_WHAT YOU WILL DO_
Read through the data and report every line in which the word "Option" occurs.

_TASK INPUTS_
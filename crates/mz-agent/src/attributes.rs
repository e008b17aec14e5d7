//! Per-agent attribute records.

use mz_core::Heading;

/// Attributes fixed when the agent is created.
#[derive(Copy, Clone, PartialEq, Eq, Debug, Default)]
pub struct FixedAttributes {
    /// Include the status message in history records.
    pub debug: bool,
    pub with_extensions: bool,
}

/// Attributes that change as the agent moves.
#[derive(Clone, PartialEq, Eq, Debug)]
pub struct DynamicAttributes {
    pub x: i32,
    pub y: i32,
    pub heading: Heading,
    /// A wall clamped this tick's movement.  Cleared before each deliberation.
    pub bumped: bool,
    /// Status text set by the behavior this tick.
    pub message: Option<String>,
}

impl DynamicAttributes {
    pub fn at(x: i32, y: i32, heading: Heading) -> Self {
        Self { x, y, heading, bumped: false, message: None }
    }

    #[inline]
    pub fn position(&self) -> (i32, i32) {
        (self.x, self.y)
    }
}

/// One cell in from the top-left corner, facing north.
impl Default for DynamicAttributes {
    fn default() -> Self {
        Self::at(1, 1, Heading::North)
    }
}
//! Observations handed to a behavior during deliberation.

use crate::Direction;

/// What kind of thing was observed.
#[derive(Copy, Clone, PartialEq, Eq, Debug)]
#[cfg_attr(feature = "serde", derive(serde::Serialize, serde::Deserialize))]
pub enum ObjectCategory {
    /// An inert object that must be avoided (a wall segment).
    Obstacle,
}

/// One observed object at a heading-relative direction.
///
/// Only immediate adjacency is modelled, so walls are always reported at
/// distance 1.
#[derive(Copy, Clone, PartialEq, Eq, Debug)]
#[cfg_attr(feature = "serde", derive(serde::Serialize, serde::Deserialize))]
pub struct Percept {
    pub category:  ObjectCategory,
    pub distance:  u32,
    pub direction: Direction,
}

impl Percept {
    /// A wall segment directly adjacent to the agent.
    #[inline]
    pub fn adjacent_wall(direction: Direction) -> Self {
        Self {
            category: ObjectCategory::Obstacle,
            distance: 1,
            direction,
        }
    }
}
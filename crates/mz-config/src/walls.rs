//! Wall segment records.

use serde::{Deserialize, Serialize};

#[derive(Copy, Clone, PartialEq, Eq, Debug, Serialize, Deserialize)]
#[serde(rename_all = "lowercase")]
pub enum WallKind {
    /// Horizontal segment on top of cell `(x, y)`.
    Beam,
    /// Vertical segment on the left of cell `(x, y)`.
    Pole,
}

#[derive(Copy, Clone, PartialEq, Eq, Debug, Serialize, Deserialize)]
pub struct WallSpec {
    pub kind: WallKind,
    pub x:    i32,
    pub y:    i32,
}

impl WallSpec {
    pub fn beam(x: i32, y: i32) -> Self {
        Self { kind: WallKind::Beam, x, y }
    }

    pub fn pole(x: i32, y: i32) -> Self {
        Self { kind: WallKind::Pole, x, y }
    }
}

==

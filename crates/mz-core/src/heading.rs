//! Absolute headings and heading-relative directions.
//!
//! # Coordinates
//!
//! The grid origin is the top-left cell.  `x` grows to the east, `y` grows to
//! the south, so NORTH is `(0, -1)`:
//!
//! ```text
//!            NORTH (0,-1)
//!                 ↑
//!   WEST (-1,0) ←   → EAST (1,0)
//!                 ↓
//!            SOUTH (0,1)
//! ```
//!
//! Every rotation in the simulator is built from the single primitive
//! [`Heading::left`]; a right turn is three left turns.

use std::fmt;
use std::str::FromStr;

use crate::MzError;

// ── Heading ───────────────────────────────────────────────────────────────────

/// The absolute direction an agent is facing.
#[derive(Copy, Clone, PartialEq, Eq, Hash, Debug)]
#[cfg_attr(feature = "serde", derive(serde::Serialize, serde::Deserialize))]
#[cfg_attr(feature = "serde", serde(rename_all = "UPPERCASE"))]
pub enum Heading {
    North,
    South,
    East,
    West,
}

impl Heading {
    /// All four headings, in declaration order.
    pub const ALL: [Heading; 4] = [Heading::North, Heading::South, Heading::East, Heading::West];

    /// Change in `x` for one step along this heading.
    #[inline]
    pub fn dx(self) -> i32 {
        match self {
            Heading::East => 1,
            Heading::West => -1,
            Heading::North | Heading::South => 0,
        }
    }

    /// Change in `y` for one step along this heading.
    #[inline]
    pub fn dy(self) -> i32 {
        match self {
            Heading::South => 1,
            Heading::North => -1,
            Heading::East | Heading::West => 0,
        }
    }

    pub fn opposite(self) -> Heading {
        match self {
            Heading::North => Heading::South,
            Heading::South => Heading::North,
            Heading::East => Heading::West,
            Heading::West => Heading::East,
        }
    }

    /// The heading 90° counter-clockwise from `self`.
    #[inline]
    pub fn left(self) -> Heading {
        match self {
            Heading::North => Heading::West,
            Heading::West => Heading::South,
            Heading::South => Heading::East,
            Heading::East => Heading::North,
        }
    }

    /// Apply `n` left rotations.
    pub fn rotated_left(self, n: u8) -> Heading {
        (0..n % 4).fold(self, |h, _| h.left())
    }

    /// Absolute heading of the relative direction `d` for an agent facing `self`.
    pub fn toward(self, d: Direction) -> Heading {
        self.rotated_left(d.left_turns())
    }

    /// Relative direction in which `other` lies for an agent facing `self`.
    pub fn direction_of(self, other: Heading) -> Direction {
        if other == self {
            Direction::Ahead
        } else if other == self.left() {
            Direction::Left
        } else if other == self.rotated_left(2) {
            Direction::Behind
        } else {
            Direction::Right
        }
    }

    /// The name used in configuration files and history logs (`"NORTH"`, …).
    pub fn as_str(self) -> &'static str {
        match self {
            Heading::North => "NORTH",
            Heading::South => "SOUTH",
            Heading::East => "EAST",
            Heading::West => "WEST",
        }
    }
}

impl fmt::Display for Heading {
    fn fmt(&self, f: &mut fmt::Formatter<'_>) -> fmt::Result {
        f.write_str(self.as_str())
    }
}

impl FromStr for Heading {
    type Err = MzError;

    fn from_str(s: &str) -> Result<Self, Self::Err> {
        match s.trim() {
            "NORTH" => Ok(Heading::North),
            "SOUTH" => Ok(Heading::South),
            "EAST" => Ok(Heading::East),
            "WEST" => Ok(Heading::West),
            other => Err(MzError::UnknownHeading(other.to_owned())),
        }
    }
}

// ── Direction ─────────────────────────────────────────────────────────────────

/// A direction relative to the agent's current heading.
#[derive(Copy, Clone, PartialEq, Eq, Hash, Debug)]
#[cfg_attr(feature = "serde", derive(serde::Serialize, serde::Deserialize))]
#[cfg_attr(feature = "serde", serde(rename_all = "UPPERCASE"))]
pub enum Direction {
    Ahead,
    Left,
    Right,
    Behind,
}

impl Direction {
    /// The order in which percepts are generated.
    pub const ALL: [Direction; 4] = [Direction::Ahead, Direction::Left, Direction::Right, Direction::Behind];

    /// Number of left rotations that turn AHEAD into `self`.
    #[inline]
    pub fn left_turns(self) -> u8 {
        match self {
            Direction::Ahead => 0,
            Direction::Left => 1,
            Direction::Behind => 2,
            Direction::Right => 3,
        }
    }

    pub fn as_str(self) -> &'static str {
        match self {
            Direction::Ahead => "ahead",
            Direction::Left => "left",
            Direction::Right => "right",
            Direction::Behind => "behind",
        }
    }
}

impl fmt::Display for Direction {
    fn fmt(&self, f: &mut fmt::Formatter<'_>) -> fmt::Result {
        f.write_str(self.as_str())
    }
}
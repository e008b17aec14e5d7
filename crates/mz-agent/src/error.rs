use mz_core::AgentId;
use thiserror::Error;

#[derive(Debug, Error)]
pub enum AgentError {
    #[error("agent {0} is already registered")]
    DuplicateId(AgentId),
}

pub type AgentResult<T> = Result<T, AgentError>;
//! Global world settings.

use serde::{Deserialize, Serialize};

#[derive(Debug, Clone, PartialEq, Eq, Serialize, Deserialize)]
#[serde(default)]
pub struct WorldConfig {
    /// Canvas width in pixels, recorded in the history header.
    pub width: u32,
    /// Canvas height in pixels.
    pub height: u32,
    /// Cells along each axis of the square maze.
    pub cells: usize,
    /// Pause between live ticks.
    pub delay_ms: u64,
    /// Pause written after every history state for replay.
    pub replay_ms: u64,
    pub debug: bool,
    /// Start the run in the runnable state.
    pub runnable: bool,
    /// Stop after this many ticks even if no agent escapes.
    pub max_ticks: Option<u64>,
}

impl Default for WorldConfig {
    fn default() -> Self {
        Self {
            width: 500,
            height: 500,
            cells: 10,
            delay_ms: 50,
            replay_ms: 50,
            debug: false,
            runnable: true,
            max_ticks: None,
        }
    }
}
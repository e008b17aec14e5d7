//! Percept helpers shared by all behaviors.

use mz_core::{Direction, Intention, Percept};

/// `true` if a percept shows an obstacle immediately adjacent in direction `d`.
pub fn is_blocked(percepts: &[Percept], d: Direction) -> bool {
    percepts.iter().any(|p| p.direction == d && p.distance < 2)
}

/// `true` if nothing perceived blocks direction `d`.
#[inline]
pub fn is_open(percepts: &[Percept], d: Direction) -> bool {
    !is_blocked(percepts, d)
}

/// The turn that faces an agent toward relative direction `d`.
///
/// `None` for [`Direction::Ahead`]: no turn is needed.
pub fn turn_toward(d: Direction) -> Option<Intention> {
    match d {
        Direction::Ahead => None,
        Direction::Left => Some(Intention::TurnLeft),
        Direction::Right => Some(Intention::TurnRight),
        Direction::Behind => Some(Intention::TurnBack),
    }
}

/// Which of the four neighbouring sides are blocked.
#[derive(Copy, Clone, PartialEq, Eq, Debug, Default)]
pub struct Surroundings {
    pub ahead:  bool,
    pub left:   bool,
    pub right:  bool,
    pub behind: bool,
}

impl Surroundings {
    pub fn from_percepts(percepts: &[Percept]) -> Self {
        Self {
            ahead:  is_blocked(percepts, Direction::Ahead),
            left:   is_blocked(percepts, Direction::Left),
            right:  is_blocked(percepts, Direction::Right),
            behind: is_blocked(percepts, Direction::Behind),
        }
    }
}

==

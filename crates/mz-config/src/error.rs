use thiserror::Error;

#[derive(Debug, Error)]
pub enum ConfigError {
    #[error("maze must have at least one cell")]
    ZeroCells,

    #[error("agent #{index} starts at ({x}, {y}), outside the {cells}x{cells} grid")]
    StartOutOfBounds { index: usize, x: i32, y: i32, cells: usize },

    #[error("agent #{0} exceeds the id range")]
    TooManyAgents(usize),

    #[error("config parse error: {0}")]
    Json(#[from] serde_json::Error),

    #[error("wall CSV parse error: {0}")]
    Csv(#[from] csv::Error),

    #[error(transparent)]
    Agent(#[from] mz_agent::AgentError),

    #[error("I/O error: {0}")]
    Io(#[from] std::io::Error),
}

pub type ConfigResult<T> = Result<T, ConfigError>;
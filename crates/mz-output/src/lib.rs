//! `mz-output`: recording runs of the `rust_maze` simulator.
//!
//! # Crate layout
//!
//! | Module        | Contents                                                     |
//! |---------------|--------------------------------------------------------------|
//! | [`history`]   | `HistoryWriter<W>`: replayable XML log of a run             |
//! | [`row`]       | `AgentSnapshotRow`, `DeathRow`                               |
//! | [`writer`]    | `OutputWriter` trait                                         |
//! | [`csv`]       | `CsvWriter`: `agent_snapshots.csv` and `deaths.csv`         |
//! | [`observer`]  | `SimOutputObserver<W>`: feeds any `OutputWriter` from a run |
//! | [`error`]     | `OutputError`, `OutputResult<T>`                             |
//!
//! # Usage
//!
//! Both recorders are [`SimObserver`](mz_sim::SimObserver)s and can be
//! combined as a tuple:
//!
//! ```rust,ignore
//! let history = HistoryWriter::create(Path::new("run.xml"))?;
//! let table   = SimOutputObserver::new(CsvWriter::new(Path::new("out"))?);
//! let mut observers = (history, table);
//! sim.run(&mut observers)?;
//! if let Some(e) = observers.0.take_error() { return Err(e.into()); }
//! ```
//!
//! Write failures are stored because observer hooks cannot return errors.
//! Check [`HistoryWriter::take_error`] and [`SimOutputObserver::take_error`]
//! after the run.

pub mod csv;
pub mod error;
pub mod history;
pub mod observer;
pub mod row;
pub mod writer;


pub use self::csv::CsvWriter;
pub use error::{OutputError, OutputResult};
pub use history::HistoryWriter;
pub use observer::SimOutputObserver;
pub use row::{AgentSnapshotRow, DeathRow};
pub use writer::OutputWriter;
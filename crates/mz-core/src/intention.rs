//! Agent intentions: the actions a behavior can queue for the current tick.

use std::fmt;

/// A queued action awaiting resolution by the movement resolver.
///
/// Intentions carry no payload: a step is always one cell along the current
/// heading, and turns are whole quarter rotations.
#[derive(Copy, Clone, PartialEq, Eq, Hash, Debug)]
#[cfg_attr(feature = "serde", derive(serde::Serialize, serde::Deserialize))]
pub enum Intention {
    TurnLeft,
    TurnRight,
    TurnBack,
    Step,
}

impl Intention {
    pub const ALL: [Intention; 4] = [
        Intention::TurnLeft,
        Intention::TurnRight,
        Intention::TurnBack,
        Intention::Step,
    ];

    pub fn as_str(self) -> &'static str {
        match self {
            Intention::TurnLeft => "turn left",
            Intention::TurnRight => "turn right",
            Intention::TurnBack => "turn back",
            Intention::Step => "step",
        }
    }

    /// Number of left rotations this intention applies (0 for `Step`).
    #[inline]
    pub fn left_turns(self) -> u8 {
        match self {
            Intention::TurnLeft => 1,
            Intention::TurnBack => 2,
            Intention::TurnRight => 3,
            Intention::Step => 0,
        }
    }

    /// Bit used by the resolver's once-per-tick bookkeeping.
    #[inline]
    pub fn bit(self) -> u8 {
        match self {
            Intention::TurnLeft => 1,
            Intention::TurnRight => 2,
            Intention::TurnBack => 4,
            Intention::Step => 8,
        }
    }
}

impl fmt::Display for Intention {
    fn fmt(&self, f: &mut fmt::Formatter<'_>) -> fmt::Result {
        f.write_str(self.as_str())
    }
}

_TASK OUTPUT_
    pub message: Option<String>,
    pub max_ticks: Option<u64>,
pub fn turn_toward(d: Direction) -> Option<Intention> {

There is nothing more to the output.